# lgb expantion track



## pete (Jan 2, 2008)

I have a couple of lgb expansion 1000/3 pieces. These are the ones to let your track expand and contract with the temperature.I want to sell them but i cannot find a price for them on ebay of any other train sites. Thanks for any help.


----------



## wchasr (Jan 2, 2008)

1000/3 is the number molded into ALL of the LGB tie strips I think? I'm geussing this is an LGB #10090 Expandable track section? There is one on Ebay right now with a Buy it now of $35.59. Ok a quick search of that model number gives me three of them in a range from $29 to $37.78...I purchased 3 of them a year or two ago at $25 for 3 of them plus shipping. I personally think that LGB track prices have gone crazy since Lehman went belly up. Althoguh deals can be found from time to time of course.

Chas


----------



## pete (Jan 2, 2008)

Chas the ones that i have do not have the round nob in the middle of the track. So i'am not sure if they are the same ones. Thanks for the help.


----------



## Dan Pierce (Jan 2, 2008)

I have never paid over 20 for these even when new at dealers, but that was more than 3 years ago. 

Euro conversion of $$ raised prices by 50%, so more than 30 would be the dealer prices now. 

These do work well on my outdoor RR and can also be used at a removable section like a bridge.


----------



## pete (Jan 2, 2008)

Dan thanks for the reply. So a guess $15.00 to $20.00 would not be to out of line. Thanks again .


----------



## SLemcke (Jun 3, 2008)

Wholesaletrains.com has them listed at $26 and listed as next day. Sometimes that means in stock. Always good to call and verify. 
Steve


----------



## wchasr (Jan 2, 2008)

Hmm? I am wondering if the ones you have are the "custom made" ones that Split Jaw did for a while? As far as I remember LGB's always had that round adjustment knob in the middle of the track? 

Chas


----------



## pete (Jan 2, 2008)

Nope these have the lgb logo under the ties.


----------



## pete (Jan 2, 2008)

One other thing you can slide the track back and forth and there are small screws to hold the rail together. On the under side of the ties is the number 1000/3 and the word flexgleis


----------



## pete (Jan 2, 2008)

One other thing you can slide the track back and forth and there are small screws to hold the rail together. On the under side of the ties is the number 1000/3 and the word flexgleis


----------



## wchasr (Jan 2, 2008)

Pete,
I thik that Split Jaw made those from LGB componenents. Thus they would have had all the typical LGB markings. 


Hmmm?

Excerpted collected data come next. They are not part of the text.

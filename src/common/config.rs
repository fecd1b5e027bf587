// Licensed to the Apache Software Foundation (ASF) under one
// or more contributor license agreements.  See the NOTICE file
// distributed with this work for additional information
// regarding copyright ownership.  The ASF licenses this file
// to you under the Apache License, Version 2.0 (the
// "License"); you may not use this file except in compliance
// with the License.  You may obtain a copy of the License at
//
//   http://www.apache.org/licenses/LICENSE-2.0
//
// Unless required by applicable law or agreed to in writing,
// software distributed under the License is distributed on an
// "AS IS" BASIS, WITHOUT WARRANTIES OR CONDITIONS OF ANY
// KIND, either express or implied.  See the License for the
// specific language governing permissions and limitations
// under the License.
use crate::scalar_join_config::config as scalar_join_app_config;

pub(crate) fn chunk_size() -> usize {
    scalar_join_app_config()
        .ok()
        .map(|c| c.runtime.chunk_size)
        .filter(|v| *v > 0)
        .unwrap_or(4096)
}

pub(crate) fn debug_join_stats() -> bool {
    scalar_join_app_config()
        .ok()
        .map(|c| c.debug.join_stats)
        .unwrap_or(false)
}
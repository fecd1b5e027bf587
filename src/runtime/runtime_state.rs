// Licensed to the Apache Software Foundation (ASF) under one
// or more contributor license agreements.  See the NOTICE file
// distributed with this work for additional information
// regarding copyright ownership.  The ASF licenses this file
// to you under the Apache License, Version 2.0 (the
// "License"); you may not use this file except in compliance
// with the License.  You may obtain a copy of the License at
//
//   http://www.apache.org/licenses/LICENSE-2.0
//
// Unless required by applicable law or agreed to in writing,
// software distributed under the License is distributed on an
// "AS IS" BASIS, WITHOUT WARRANTIES OR CONDITIONS OF ANY
// KIND, either express or implied.  See the License for the
// specific language governing permissions and limitations
// under the License.
use std::sync::Arc;
use std::sync::atomic::{AtomicBool, Ordering};

use crate::common::config;
use crate::runtime::mem_tracker::{self, MemTracker};

/// RuntimeState is a per-fragment-instance execution context.
///
/// It carries the fixed chunk size every operator of the fragment agrees on, the
/// cancellation flag that operators check at the start of each call, and the
/// fragment memory tracker.
#[derive(Debug, Clone)]
pub struct RuntimeState {
    chunk_size: usize,
    cancelled: Arc<AtomicBool>,
    mem_tracker: Option<Arc<MemTracker>>,
}

impl Default for RuntimeState {
    fn default() -> Self {
        Self {
            chunk_size: config::chunk_size(),
            cancelled: Arc::new(AtomicBool::new(false)),
            mem_tracker: None,
        }
    }
}

impl RuntimeState {
    /// Create a state whose memory tracker hangs off the process tracker.
    pub fn new(fragment_label: impl Into<String>) -> Self {
        let process = mem_tracker::process_mem_tracker();
        Self {
            mem_tracker: Some(MemTracker::new_child(fragment_label, &process)),
            ..Self::default()
        }
    }

    pub fn with_chunk_size(mut self, chunk_size: usize) -> Self {
        self.chunk_size = chunk_size.max(1);
        self
    }

    pub fn with_mem_tracker(mut self, tracker: Arc<MemTracker>) -> Self {
        self.mem_tracker = Some(tracker);
        self
    }

    /// Return the row count of every chunk but the last one in a stream.
    pub fn chunk_size(&self) -> usize {
        self.chunk_size.max(1)
    }

    /// Request cancellation. Every clone of this state observes the flag.
    pub fn cancel(&self) {
        self.cancelled.store(true, Ordering::Release);
    }

    pub fn is_cancelled(&self) -> bool {
        self.cancelled.load(Ordering::Acquire)
    }

    pub fn mem_tracker(&self) -> Option<Arc<MemTracker>> {
        self.mem_tracker.clone()
    }
}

A quick online search pops this up... 
Expansion base for LGB Brass Track G code 332 by Split Jaw Products (1 inch) 

Ok a "real" photo at RLD 

Nope not it

Maybe it was the "OLD" Hillmans style that used LGB compenents and modified the rails to slide? I've got plans to make my own when I need to from the SS sections I've got.

Chas


----------



## pete (Jan 2, 2008)

That kind of looks like it but all the markings say lgb. thanks for the information.


----------